The task. What you return must be every line from the beginning of the data through the line holding "use serde_json::Value;", unchanged.

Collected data
<<<<

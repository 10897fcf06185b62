//! Command descriptors for the browser control protocol.
//!
//! Each protocol method is its own variant carrying only the fields that
//! matter to it, rather than one flat bag of optional fields. Unknown
//! methods survive parsing as [`Command::Other`] so downstream policy code
//! (cacheability classification in particular) stays total.

use serde::{Deserialize, Serialize};
use serde_json::Value;

use crate::error::{Error, Result};

/// How an `extract` command reads data out of matched elements.
#[derive(Debug, Clone, Copy, PartialEq, Eq, Default, Serialize, Deserialize)]
#[serde(rename_all = "snake_case")]
pub enum ExtractMode {
    #[default]
    Text,
    Html,
    Attribute,
    Property,
}

/// Element-state checks a `wait` command may poll for.
///
/// These are the only conditions whose outcome depends solely on the DOM,
/// which is what makes a `wait` result reusable at all. Script-based waits
/// are carried separately on the command and are never in this set.
#[derive(Debug, Clone, Copy, PartialEq, Eq, Serialize, Deserialize)]
#[serde(rename_all = "snake_case")]
pub enum WaitCondition {
    Visible,
    Hidden,
    Attached,
    Detached,
}

/// One command invocation against a browser session.
#[derive(Debug, Clone, PartialEq, Serialize, Deserialize)]
#[serde(tag = "method", rename_all = "snake_case")]
pub enum Command {
    /// Full-page navigation to a URL.
    Navigate { url: String },
    /// Reload the current page.
    Reload,
    /// History navigation.
    Back,
    /// History navigation.
    Forward,
    /// Click the first element matching `selector`.
    Click { selector: String },
    /// Fill an input field with literal text.
    Fill { selector: String, text: String },
    /// Type literal text into the currently focused element.
    TypeText { text: String },
    /// Read data out of the page without mutating it.
    Extract {
        selector: String,
        #[serde(default)]
        mode: ExtractMode,
        /// Attribute or property name when `mode` requires one.
        #[serde(default, skip_serializing_if = "Option::is_none")]
        name: Option<String>,
        /// Collect all matches instead of the first.
        #[serde(default)]
        multiple: bool,
        /// Trim whitespace from extracted text.
        #[serde(default)]
        trim: bool,
    },
    /// Wait for an element state, a script to become truthy, or a timeout.
    Wait {
        #[serde(default, skip_serializing_if = "Option::is_none")]
        selector: Option<String>,
        #[serde(default, skip_serializing_if = "Option::is_none")]
        condition: Option<WaitCondition>,
        /// Custom JavaScript condition; its result may depend on
        /// non-deterministic page logic.
        #[serde(default, skip_serializing_if = "Option::is_none")]
        script: Option<String>,
        #[serde(default, skip_serializing_if = "Option::is_none")]
        timeout_ms: Option<u64>,
    },
    /// A method this build does not recognize. Kept so every inbound
    /// message can still be represented and classified (fail closed).
    #[serde(skip)]
    Other { method: String, params: Value },
}

/// Methods the tagged decoder understands.
const KNOWN_METHODS: &[&str] = &[
    "navigate", "reload", "back", "forward", "click", "fill", "type_text", "extract", "wait",
];

impl Command {
    /// Parse a raw protocol message into a command.
    ///
    /// A recognized method with malformed parameters is a protocol error.
    /// An unrecognized method parses to [`Command::Other`] so the caller
    /// can still route it through classification and (attempted) execution.
    pub fn parse(value: &Value) -> Result<Self> {
        let method = value
            .get("method")
            .and_then(|m| m.as_str())
            .ok_or_else(|| Error::Protocol("command missing 'method' field".to_string()))?;

        if !KNOWN_METHODS.contains(&method) {
            return Ok(Command::Other {
                method: method.to_string(),
                params: value.clone(),
            });
        }

        serde_json::from_value(value.clone())
            .map_err(|e| Error::Protocol(format!("malformed '{}' command: {}", method, e)))
    }

    /// The protocol method name of this command.
    pub fn method(&self) -> &str {
        match self {
            Command::Navigate { .. } => "navigate",
            Command::Reload => "reload",
            Command::Back => "back",
            Command::Forward => "forward",
            Command::Click { .. } => "click",
            Command::Fill { .. } => "fill",
            Command::TypeText { .. } => "type_text",
            Command::Extract { .. } => "extract",
            Command::Wait { .. } => "wait",
            Command::Other { method, .. } => method,
        }
    }
}

/// The outcome of executing a command against the browser engine.
///
/// Callers hand this back to the cache after every execution; only the
/// `Success` variant is ever eligible for storage.
#[derive(Debug, Clone, PartialEq, Serialize, Deserialize)]
#[serde(tag = "status", rename_all = "snake_case")]
pub enum CommandOutcome {
    Success {
        #[serde(default)]
        data: Value,
    },
    Failure { error: String },
}

impl CommandOutcome {
    pub fn success(data: Value) -> Self {
        Self::Success { data }
    }

    pub fn failure(error: impl Into<String>) -> Self {
        Self::Failure {
            error: error.into(),
        }
    }

    pub fn is_success(&self) -> bool {
        matches!(self, Self::Success { .. })
    }
}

>>>>

Answer for the task.
repository 10897fcf06185b62
//! Command descriptors for the browser control protocol.
//!
//! Each protocol method is its own variant carrying only the fields that
//! matter to it, rather than one flat bag of optional fields. Unknown
//! methods survive parsing as [`Command::Other`] so downstream policy code
//! (cacheability classification in particular) stays total.

use serde::{Deserialize, Serialize};
use serde_json::Value;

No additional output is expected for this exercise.